СЦЕНА 66. ИНТЕРНАТ. ДЕНЬ. ОСЕНЬ.
– У нас тут ремонт, видишь. Спасибо твоему Михаилу Александровичу, – доверительно понижает голос она. – Наконец-то хоть приведем всё в порядок, а то нас уже выселять собирались, за аварийность. Представляешь? Но, слава Богу… С тобой такое чудо. И Михаил Александрович с деньгами помог. Всё совпало. Прямо не верится.
– Осторожно тут, – Людмила Петровна обходит сидящих на корточках рабочих из Средней Азии. – Ну что сидим, Ахмед? Кого ждём? Перерыв кончился давно, – прикрикивает она строго на них и снова к Насте: – Сюда, сюда, Настенька. Я в кабинете приготовила нам застолье, отметим твой приезд, как же.
– А где девочки?
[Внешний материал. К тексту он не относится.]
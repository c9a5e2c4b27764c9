//! Form Validation & Submission
//!
//! Validates fields on blur and on submit, renders inline errors under
//! invalid fields, and simulates sending a valid form.

use std::collections::BTreeMap;

use gloo_timers::future::TimeoutFuture;
use leptos::task::spawn_local;
use wasm_bindgen::JsCast;
use web_sys::{Document, Element, Event, HtmlButtonElement, HtmlFormElement, HtmlInputElement, HtmlTextAreaElement, SubmitEvent};

use crate::components::notification::{self, Severity};
use crate::config::SiteConfig;
use crate::dom;
use crate::error::DomResult;
use crate::styles::FIELD_ERROR_STYLE;
use crate::validation::{self, parse_min_length, FieldInput};

pub const ERROR_CLASS: &str = "error";
pub const FIELD_ERROR_CLASS: &str = "field-error";
const LOADING_LABEL: &str = r#"<span class="loading"></span> Sending..."#;
const SUCCESS_MESSAGE: &str = "Message sent successfully!";

/// A validatable form control
#[derive(Clone)]
pub enum FormField {
    Input(HtmlInputElement),
    TextArea(HtmlTextAreaElement),
}

impl FormField {
    pub fn from_element(el: Element) -> Option<Self> {
        match el.dyn_into::<HtmlInputElement>() {
            Ok(input) => Some(FormField::Input(input)),
            Err(el) => el.dyn_into::<HtmlTextAreaElement>().ok().map(FormField::TextArea),
        }
    }

    fn element(&self) -> &Element {
        match self {
            FormField::Input(input) => input,
            FormField::TextArea(area) => area,
        }
    }

    fn name(&self) -> String {
        match self {
            FormField::Input(input) => input.name(),
            FormField::TextArea(area) => area.name(),
        }
    }

    fn value(&self) -> String {
        match self {
            FormField::Input(input) => input.value(),
            FormField::TextArea(area) => area.value(),
        }
    }

    fn snapshot(&self) -> FieldInput {
        let el = self.element();
        let mut input = FieldInput::new(self.name(), self.value());
        if el.has_attribute("required") {
            input = input.required();
        }
        if let Some(min) = el.get_attribute("minlength").as_deref().and_then(parse_min_length) {
            input = input.min_length(min);
        }
        input
    }

    /// Show `message` under the field, or clear it. The errored class and
    /// the error line always change together.
    fn render(&self, message: Option<&str>) {
        let el = self.element();
        let parent = el.parent_element();
        if let Some(existing) = parent
            .as_ref()
            .and_then(|p| p.query_selector(&format!(".{}", FIELD_ERROR_CLASS)).ok().flatten())
        {
            existing.remove();
        }

        let Some(message) = message else {
            let _ = el.class_list().remove_1(ERROR_CLASS);
            return;
        };
        let _ = el.class_list().add_1(ERROR_CLASS);
        let (Some(document), Some(parent)) = (el.owner_document(), parent) else { return };
        let Ok(line) = document.create_element("div") else { return };
        line.set_class_name(FIELD_ERROR_CLASS);
        line.set_text_content(Some(message));
        let _ = line.set_attribute("style", FIELD_ERROR_STYLE);
        let _ = parent.append_child(&line);
    }

    /// Drop the errored mark and the error line under the field's parent
    pub fn clear_error(&self) {
        self.render(None);
    }

    /// Validate and render the outcome next to the field
    pub fn validate(&self) -> bool {
        let message = validation::feedback(&self.snapshot());
        self.render(message.as_deref());
        message.is_none()
    }
}

fn fields(form: &Element, selector: &str) -> Vec<FormField> {
    dom::query_all_in(form, selector)
        .unwrap_or_default()
        .into_iter()
        .filter_map(FormField::from_element)
        .collect()
}

/// Validate every required field; each one renders its own error
pub fn validate_form(form: &HtmlFormElement) -> bool {
    fields(form, "input[required], textarea[required]")
        .iter()
        .fold(true, |all_valid, field| field.validate() && all_valid)
}

/// Named field values, as a form submission would carry them
pub fn collect_values(form: &HtmlFormElement) -> BTreeMap<String, String> {
    fields(form, "input, textarea")
        .into_iter()
        .filter_map(|field| {
            let name = field.name();
            (!name.is_empty()).then(|| (name, field.value()))
        })
        .collect()
}

/// Disable the submit button, wait, then report success and reset.
/// Nothing is sent anywhere.
fn simulate_submission(form: HtmlFormElement, document: Document, config: &SiteConfig) {
    let button = form
        .query_selector("button[type=\"submit\"]")
        .ok()
        .flatten()
        .and_then(|el| el.dyn_into::<HtmlButtonElement>().ok());
    let label = button.as_ref().and_then(|b| b.text_content()).unwrap_or_default();
    if let Some(button) = &button {
        button.set_inner_html(LOADING_LABEL);
        button.set_disabled(true);
    }

    let timing = config.timing.clone();
    spawn_local(async move {
        TimeoutFuture::new(timing.submit_delay_ms).await;
        if let Some(button) = &button {
            button.set_text_content(Some(&label));
            button.set_disabled(false);
        }
        if let Err(e) = notification::show(&document, &timing, SUCCESS_MESSAGE, Severity::Success) {
            log::warn!("failed to show notification: {}", e);
        }
        form.reset();
    });
}

fn on_submit(form: &HtmlFormElement, document: &Document, config: &SiteConfig) {
    if !validate_form(form) {
        log::debug!("form {:?} has invalid fields", form.id());
        return;
    }
    if form.id() == config.selectors.contact_form_id {
        match serde_json::to_string(&collect_values(form)) {
            Ok(json) => log::info!("Contact form data: {}", json),
            Err(e) => log::warn!("failed to encode contact form data: {}", e),
        }
    }
    simulate_submission(form.clone(), document.clone(), config);
}

pub fn attach(document: &Document, config: &SiteConfig) -> DomResult<()> {
    let forms: Vec<HtmlFormElement> = dom::query_all(document, "form")?
        .into_iter()
        .filter_map(|el| el.dyn_into::<HtmlFormElement>().ok())
        .collect();

    for form in &forms {
        let (submitted, doc, cfg) = (form.clone(), document.clone(), config.clone());
        dom_hooks::listen(form, "submit", move |ev: SubmitEvent| {
            ev.prevent_default();
            on_submit(&submitted, &doc, &cfg);
        })?;

        for field in fields(form, "input, textarea") {
            let blurred = field.clone();
            dom_hooks::listen(field.element(), "blur", move |_: Event| {
                blurred.validate();
            })?;
            let edited = field.clone();
            dom_hooks::listen(field.element(), "input", move |_: Event| edited.clear_error())?;
        }
    }

    log::debug!("validation attached to {} forms", forms.len());
    Ok(())
}
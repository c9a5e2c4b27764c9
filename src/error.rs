//! Error Types
//!
//! Failures of the DOM plumbing. User-input failures live in
//! [`crate::validation::ValidationError`].

use thiserror::Error;
use wasm_bindgen::JsValue;

#[derive(Debug, Error)]
pub enum DomError {
    #[error("no global window")]
    NoWindow,
    #[error("no document on window")]
    NoDocument,
    #[error("element not found: {0}")]
    Missing(String),
    #[error("DOM call failed: {0}")]
    Js(String),
}

impl From<JsValue> for DomError {
    fn from(value: JsValue) -> Self {
        DomError::Js(value.as_string().unwrap_or_else(|| format!("{:?}", value)))
    }
}

pub type DomResult<T> = Result<T, DomError>;
//! DOM Hooks
//!
//! Page-lifetime event listeners, viewport visibility triggers and
//! animation-frame loops. Every closure registered here is leaked on
//! purpose: nothing on the page is ever torn down.

use std::cell::RefCell;
use std::rc::Rc;

use wasm_bindgen::closure::Closure;
use wasm_bindgen::convert::FromWasmAbi;
use wasm_bindgen::{JsCast, JsValue};
use web_sys::{Element, EventTarget, IntersectionObserver, IntersectionObserverEntry, IntersectionObserverInit};

/// Bind `handler` to `event` on `target` for the rest of the page lifetime
pub fn listen<E, F>(target: &EventTarget, event: &str, handler: F) -> Result<(), JsValue>
where
    E: FromWasmAbi + 'static,
    F: FnMut(E) + 'static,
{
    let callback = Closure::<dyn FnMut(E)>::new(handler);
    target.add_event_listener_with_callback(event, callback.as_ref().unchecked_ref())?;
    callback.forget();
    Ok(())
}

/// Intersection options for visibility triggers
#[derive(Clone, Debug, PartialEq)]
pub struct VisibilityOptions {
    /// Fraction of the element that must be visible (0.0 = any pixel)
    pub threshold: f64,
    /// CSS margin applied to the viewport, e.g. `"0px 0px -50px 0px"`
    pub root_margin: Option<String>,
}

impl Default for VisibilityOptions {
    fn default() -> Self {
        Self { threshold: 0.0, root_margin: None }
    }
}

/// Call `on_visible` every time one of `elements` enters the viewport.
///
/// Elements stay observed; the callback gets the observer so it can
/// `unobserve` the element itself.
pub fn observe_visibility<F>(
    elements: &[Element],
    options: &VisibilityOptions,
    mut on_visible: F,
) -> Result<IntersectionObserver, JsValue>
where
    F: FnMut(&Element, &IntersectionObserver) + 'static,
{
    let callback = Closure::<dyn FnMut(js_sys::Array, IntersectionObserver)>::new(
        move |entries: js_sys::Array, observer: IntersectionObserver| {
            for entry in entries.iter() {
                let Ok(entry) = entry.dyn_into::<IntersectionObserverEntry>() else { continue };
                if entry.is_intersecting() {
                    on_visible(&entry.target(), &observer);
                }
            }
        },
    );

    let init = IntersectionObserverInit::new();
    init.set_threshold(&JsValue::from_f64(options.threshold));
    if let Some(margin) = &options.root_margin {
        init.set_root_margin(margin);
    }

    let observer = IntersectionObserver::new_with_options(callback.as_ref().unchecked_ref(), &init)?;
    callback.forget();

    for element in elements {
        observer.observe(element);
    }
    Ok(observer)
}

/// Run `frame` once per animation frame until it returns `false`
pub fn animation_loop<F>(mut frame: F) -> Result<(), JsValue>
where
    F: FnMut() -> bool + 'static,
{
    let window = web_sys::window().ok_or_else(|| JsValue::from_str("no window"))?;

    let slot: Rc<RefCell<Option<Closure<dyn FnMut()>>>> = Rc::new(RefCell::new(None));
    let next = slot.clone();
    let scheduler = window.clone();

    *slot.borrow_mut() = Some(Closure::new(move || {
        if !frame() {
            // Release the closure; it is freed once this call returns.
            let _ = next.borrow_mut().take();
            return;
        }
        if let Some(callback) = next.borrow().as_ref() {
            let _ = scheduler.request_animation_frame(callback.as_ref().unchecked_ref());
        }
    }));

    if let Some(callback) = slot.borrow().as_ref() {
        window.request_animation_frame(callback.as_ref().unchecked_ref())?;
    }
    Ok(())
}
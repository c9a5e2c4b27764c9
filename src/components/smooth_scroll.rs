//! Smooth Scrolling
//!
//! In-page anchor links scroll smoothly to their target, leaving room for
//! the fixed header.

use wasm_bindgen::JsCast;
use web_sys::{Document, Element, HtmlElement, MouseEvent, ScrollBehavior, ScrollToOptions, Window};

use crate::config::SiteConfig;
use crate::dom;
use crate::error::DomResult;
use crate::motion::anchor_scroll_top;

fn scroll_to_anchor(window: &Window, document: &Document, header_selector: &str, link: &Element) {
    let Some(href) = link.get_attribute("href") else { return };

    // A bare "#" is not a valid selector; such links just do nothing.
    let target = match document.query_selector(&href) {
        Ok(Some(target)) => target,
        Ok(None) => return,
        Err(_) => {
            log::debug!("ignoring anchor with unusable href {:?}", href);
            return;
        }
    };
    let Ok(target) = target.dyn_into::<HtmlElement>() else { return };

    let header_height = dom::query_html(document, header_selector)
        .ok()
        .flatten()
        .map(|header| header.offset_height() as f64)
        .unwrap_or(0.0);

    let options = ScrollToOptions::new();
    options.set_top(anchor_scroll_top(target.offset_top() as f64, header_height));
    options.set_behavior(ScrollBehavior::Smooth);
    window.scroll_to_with_scroll_to_options(&options);
}

pub fn attach(window: &Window, document: &Document, config: &SiteConfig) -> DomResult<()> {
    for link in dom::query_all(document, &config.selectors.anchor_links)? {
        let win = window.clone();
        let doc = document.clone();
        let header = config.selectors.header.clone();
        let clicked = link.clone();
        dom_hooks::listen(&link, "click", move |ev: MouseEvent| {
            ev.prevent_default();
            scroll_to_anchor(&win, &doc, &header, &clicked);
        })?;
    }
    Ok(())
}
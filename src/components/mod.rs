//! Page Behaviors
//!
//! One module per behavior; each exposes an `attach` routine taking the
//! page roots and configuration explicitly.

pub mod counter;
pub mod form;
pub mod lightbox;
pub mod nav_menu;
pub mod notification;
pub mod scroll_effects;
pub mod smooth_scroll;
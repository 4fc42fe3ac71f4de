//! E2E Test Runner
//!
//! Single entry point for a black-box run against a locally launched node:
//! - Switches to the source root (`TEST_SOURCE_ROOT`) before anything else
//! - Launches the node and waits for its health endpoint
//! - Runs the registered suites in order
//! - Stops the node exactly once and exits non-zero on any failure

use anyhow::Context;
use clap::Parser;
use std::path::PathBuf;
use std::process::ExitCode;
use std::sync::Arc;
use std::time::Duration;
use tokio::signal;

use shared::{ProcessId, logging, process_info};
use tester::config::harness::{DEFAULT_HEALTH_PATH, DEFAULT_LOAD_SCRIPT, DEFAULT_NODE_COMMAND, DEFAULT_NODE_URI};
use tester::{
    HarnessConfig, HttpHealthCheck, LifecycleGuard, SuiteRegistry, SystemProcessRunner, parse_script_pair,
    register_default_suites,
};

#[derive(Parser)]
#[command(name = "tester")]
#[command(about = "Boots a node, waits for it to report healthy, runs the e2e suites and tears it down")]
struct Args {
    /// Root working directory for the node and every suite script
    #[arg(long, env = "TEST_SOURCE_ROOT")]
    source_root: Option<PathBuf>,

    /// Node launch command, relative to the source root
    #[arg(long, default_value = DEFAULT_NODE_COMMAND)]
    node_command: String,

    /// Extra argument for the node launch command (repeatable)
    #[arg(long = "node-arg")]
    node_args: Vec<String>,

    /// Node HTTP base URI
    #[arg(long, default_value = DEFAULT_NODE_URI)]
    node_uri: String,

    /// Health API path on the node
    #[arg(long, default_value = DEFAULT_HEALTH_PATH)]
    health_path: String,

    /// Seconds between health queries
    #[arg(long, default_value = "5")]
    poll_interval_secs: u64,

    /// Seconds to wait for the node to become healthy
    #[arg(long, default_value = "60")]
    ready_timeout_secs: u64,

    /// Seconds between SIGTERM and force kill at teardown
    #[arg(long, default_value = "10")]
    stop_grace_secs: u64,

    /// Load simulator script run by the "basic load test" suite
    #[arg(long, default_value = DEFAULT_LOAD_SCRIPT)]
    load_script: String,

    /// Extra script suite as NAME=PATH (repeatable, run in order)
    #[arg(long = "script", value_parser = parse_script_pair)]
    scripts: Vec<(String, String)>,

    /// Only run suites with this label (repeatable)
    #[arg(long = "label-filter")]
    label_filter: Vec<String>,

    /// Write a JSON run report to this path
    #[arg(long)]
    report_json: Option<PathBuf>,

    /// Log level (trace, debug, info, warn, error)
    #[arg(long, default_value = "info")]
    log_level: String,

    /// Shorthand for --log-level debug
    #[arg(long)]
    verbose: bool,
}

#[tokio::main]
async fn main() -> ExitCode {
    dotenv::dotenv().ok();
    let args = Args::parse();
    let source_root = args.source_root.clone();
    let config = build_config(args);

    ProcessId::init_harness();
    logging::init_tracing_with_level(Some(&config.log_level));

    match run(source_root, config).await {
        Ok(code) => ExitCode::from(code),
        Err(e) => {
            logging::log_error(ProcessId::current(), "Harness", &format!("{e:#}"));
            ExitCode::FAILURE
        }
    }
}

async fn run(source_root: Option<PathBuf>, mut config: HarnessConfig) -> anyhow::Result<u8> {
    if let Some(root) = source_root {
        let root = root
            .canonicalize()
            .with_context(|| format!("source root {} is not accessible", root.display()))?;
        std::env::set_current_dir(&root).with_context(|| format!("cannot enter {}", root.display()))?;
        config.source_root = Some(root);
    }

    config.validate()?;
    logging::log_startup(
        ProcessId::current(),
        &format!("e2e run of '{}' against {}", config.node_command, config.node_uri),
    );

    let mut registry = SuiteRegistry::new();
    register_default_suites(&mut registry, &config)?;
    process_info!(ProcessId::current(), "📚 Registered suites: {}", registry.names().join(", "));

    let health = HttpHealthCheck::new(config.probe_timeout)?;
    let runner = Arc::new(SystemProcessRunner::new(config.stop_grace));
    let report_path = config.report_path.clone();

    let report = LifecycleGuard::new(config, runner, health)
        .run_until(registry, shutdown_signal())
        .await;

    report.log_summary();
    if let Some(path) = report_path {
        report.write_json(&path)?;
    }

    Ok(report.exit_code())
}

fn build_config(args: Args) -> HarnessConfig {
    let mut builder = HarnessConfig::builder()
        .node_command(args.node_command)
        .node_uri(args.node_uri)
        .health_path(args.health_path)
        .poll_interval(Duration::from_secs(args.poll_interval_secs))
        .ready_timeout(Duration::from_secs(args.ready_timeout_secs))
        .stop_grace(Duration::from_secs(args.stop_grace_secs))
        .load_script(Some(args.load_script))
        .log_level(args.log_level)
        .verbose(args.verbose);

    for arg in args.node_args {
        builder = builder.node_arg(arg);
    }
    for (name, path) in args.scripts {
        builder = builder.script(name, path);
    }
    for label in args.label_filter {
        builder = builder.label(label);
    }
    if let Some(path) = args.report_json {
        builder = builder.report_path(path);
    }

    builder.build()
}

async fn shutdown_signal() {
    match signal::ctrl_c().await {
        Ok(()) => logging::log_shutdown(ProcessId::current(), "Received Ctrl+C signal"),
        Err(err) => {
            logging::log_error(ProcessId::current(), "Signal handling", &err);
            std::future::pending::<()>().await;
        }
    }
}
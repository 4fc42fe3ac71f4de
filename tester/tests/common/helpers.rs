//! Test helpers and builder patterns for tester tests
//!
//! Scripted health checks, a mocked process runner builder, a fake HTTP
//! health endpoint and small polling helpers for real processes.

use async_trait::async_trait;
use axum::extract::State;
use axum::http::StatusCode;
use axum::routing::get;
use axum::Router;
use std::net::SocketAddr;
use std::sync::Arc;
use std::sync::atomic::{AtomicU32, Ordering};
use std::time::Duration;
use tokio::net::TcpListener;

use super::fixtures::TestFixtures;
use shared::ProcessState;
use tester::runtime::MockProcessRunner;
use tester::*;

/// Health check that turns healthy after a fixed number of failed calls
#[derive(Clone)]
pub struct ScriptedHealth {
    inner: Arc<ScriptedState>,
}

struct ScriptedState {
    healthy_from: Option<u32>,
    delay: Duration,
    calls: AtomicU32,
    in_flight: AtomicU32,
    max_in_flight: AtomicU32,
}

impl ScriptedHealth {
    /// Unhealthy for the first `failures` calls, healthy afterwards
    pub fn healthy_after(failures: u32) -> Self {
        Self::scripted(Some(failures + 1), Duration::ZERO)
    }

    pub fn never_healthy() -> Self {
        Self::scripted(None, Duration::ZERO)
    }

    /// Same script, but every call takes `delay` to answer
    pub fn with_delay(self, delay: Duration) -> Self {
        Self::scripted(self.inner.healthy_from, delay)
    }

    fn scripted(healthy_from: Option<u32>, delay: Duration) -> Self {
        Self {
            inner: Arc::new(ScriptedState {
                healthy_from,
                delay,
                calls: AtomicU32::new(0),
                in_flight: AtomicU32::new(0),
                max_in_flight: AtomicU32::new(0),
            }),
        }
    }

    pub fn calls(&self) -> u32 {
        self.inner.calls.load(Ordering::SeqCst)
    }

    /// Highest number of queries that were ever outstanding at once
    pub fn max_in_flight(&self) -> u32 {
        self.inner.max_in_flight.load(Ordering::SeqCst)
    }
}

#[async_trait]
impl HealthCheck for ScriptedHealth {
    async fn check(&self, _endpoint: &str) -> HealthProbeResult {
        let state = &self.inner;
        let call = state.calls.fetch_add(1, Ordering::SeqCst) + 1;
        let outstanding = state.in_flight.fetch_add(1, Ordering::SeqCst) + 1;
        state.max_in_flight.fetch_max(outstanding, Ordering::SeqCst);

        if !state.delay.is_zero() {
            tokio::time::sleep(state.delay).await;
        }
        state.in_flight.fetch_sub(1, Ordering::SeqCst);

        match state.healthy_from {
            Some(first_healthy) if call >= first_healthy => HealthProbeResult::healthy(),
            _ => HealthProbeResult::unhealthy("connection refused"),
        }
    }
}

/// Builder for a mocked runner that plays the node's part
pub struct RunnerBuilder {
    runner: MockProcessRunner,
}

impl RunnerBuilder {
    pub fn new() -> Self {
        Self {
            runner: MockProcessRunner::new(),
        }
    }

    /// The node launches and gets its fixture handle
    pub fn launches_node(mut self) -> Self {
        self.runner
            .expect_run_background()
            .withf(|spec| spec.program == TestFixtures::NODE_COMMAND)
            .times(1)
            .returning(|_| Ok(TestFixtures::node_handle()));
        self
    }

    /// The node command cannot be spawned
    pub fn fails_to_launch(mut self) -> Self {
        self.runner.expect_run_background().times(1).returning(|spec| {
            Err(HarnessError::SpawnFailure {
                command: spec.to_string(),
                source: std::io::Error::from(std::io::ErrorKind::NotFound),
            })
        });
        self
    }

    /// Exactly one clean stop of the node
    pub fn stops_cleanly(mut self) -> Self {
        self.runner
            .expect_stop()
            .withf(|handle| *handle == TestFixtures::node_handle())
            .times(1)
            .returning(|_| Ok(TestFixtures::stop_report()));
        self
    }

    /// Exactly one stop, which has to force kill
    pub fn stop_times_out(mut self) -> Self {
        self.runner.expect_stop().times(1).returning(|handle| {
            Err(HarnessError::StopTimeout {
                label: handle.label.clone(),
                grace: Duration::from_secs(2),
            })
        });
        self
    }

    pub fn never_stopped(mut self) -> Self {
        self.runner.expect_stop().never();
        self
    }

    /// Node output is read once for diagnosis
    pub fn serves_node_output(mut self) -> Self {
        self.runner
            .expect_output()
            .times(1)
            .returning(|_| Ok(TestFixtures::node_boot_log()));
        self
    }

    pub fn build(self) -> Arc<MockProcessRunner> {
        Arc::new(self.runner)
    }
}

/// Fake node health endpoint served by axum
pub struct HealthServer {
    pub addr: SocketAddr,
    state: Arc<ServerState>,
}

struct ServerState {
    responses: Vec<(StatusCode, &'static str)>,
    hits: AtomicU32,
}

impl HealthServer {
    /// Serve `responses` in order on `/ext/health`; the last one repeats
    pub async fn start(responses: Vec<(StatusCode, &'static str)>) -> Self {
        assert!(!responses.is_empty(), "health server needs at least one response");

        let state = Arc::new(ServerState {
            responses,
            hits: AtomicU32::new(0),
        });
        let app = Router::new()
            .route("/ext/health", get(respond))
            .with_state(state.clone());

        let listener = TcpListener::bind("127.0.0.1:0").await.unwrap();
        let addr = listener.local_addr().unwrap();
        tokio::spawn(async move {
            axum::serve(listener, app).await.unwrap();
        });

        Self { addr, state }
    }

    pub fn uri(&self) -> String {
        format!("http://{}", self.addr)
    }

    pub fn health_url(&self) -> String {
        format!("http://{}/ext/health", self.addr)
    }

    pub fn hits(&self) -> u32 {
        self.state.hits.load(Ordering::SeqCst)
    }
}

async fn respond(State(state): State<Arc<ServerState>>) -> (StatusCode, &'static str) {
    let hit = state.hits.fetch_add(1, Ordering::SeqCst) as usize;
    state.responses[hit.min(state.responses.len() - 1)]
}

/// Common test operations
pub struct TestHelpers;

impl TestHelpers {
    /// `sh -c <script>`
    pub fn sh(script: &str) -> CommandSpec {
        CommandSpec::new("sh").arg("-c").arg(script)
    }

    /// Poll a background process's output until it contains `needle`
    pub async fn wait_for_output(
        runner: &SystemProcessRunner,
        handle: &ProcessHandle,
        needle: &str,
        limit: Duration,
    ) -> bool {
        let deadline = tokio::time::Instant::now() + limit;
        while tokio::time::Instant::now() < deadline {
            if runner.output(handle).await.unwrap().contains(needle) {
                return true;
            }
            tokio::time::sleep(Duration::from_millis(20)).await;
        }
        false
    }

    /// Poll a background process until it reaches `expected`
    pub async fn wait_for_state(
        runner: &SystemProcessRunner,
        handle: &ProcessHandle,
        expected: ProcessState,
        limit: Duration,
    ) -> bool {
        let deadline = tokio::time::Instant::now() + limit;
        while tokio::time::Instant::now() < deadline {
            if runner.status(handle).await.unwrap() == expected {
                return true;
            }
            tokio::time::sleep(Duration::from_millis(20)).await;
        }
        false
    }
}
Где все? – спрашивает Настя, удивленно оглядывая пустые коридоры.
– Так ведь ремонт, я ж говорю, – поясняет Людмила Петровна, – на это время нас всех переселили в санаторий водного транспорта, это в пригороде. Если хочешь – я тебе адрес дам. Ты же на машине, съездите. Это не очень далеко.
– Ой, – вдруг останавливается Настя у поворота. – Подождите. По-моему, я знаю. Там, налево – ваш кабинет, а сюда, направо, комната, в которой мы жили. Так?
– Так, – умиленно восклицает Людмила Петровна и добавляет, уже обращаясь к другим женщинам, – ну надо же, всё Настенька помнит, умница какая.
– Я сейчас. Можно? – и не дожидаясь ответа, Настя идёт дальше по коридору, чуть дотрагиваясь пальцами до стены, узнавая свои движения, открывает дверь. Видна большая комната с железными казенными кроватями.
Настя входит в комнату, подходит к одной из них, проводит ладонями по выщербленному железу, кивает, словно разговаривая сама с собой:
– Здесь, да. Это моя кровать, – говорит она, затем подходит к окну.
Шумят деревья в саду, вдали видна кочегарка.
Настя дотрагивается пальцами до окна, закрывает глаза и прикладывается лбом к холодному стеклу. Стоит так какое-то время, не шевелясь.
Людмила Петровна и ее помощницы, стоя в дверях, молча переглядываются, понимая, что сейчас лучше оставить Настю одну.
СЦЕНА 67. ДВОР ИНТЕРНАТА. ДЕНЬ. ОСЕНЬ.
Настя выходит из интерната, Людмила Петровна провожает ее. Они обнимаются. Настя направляется к машине.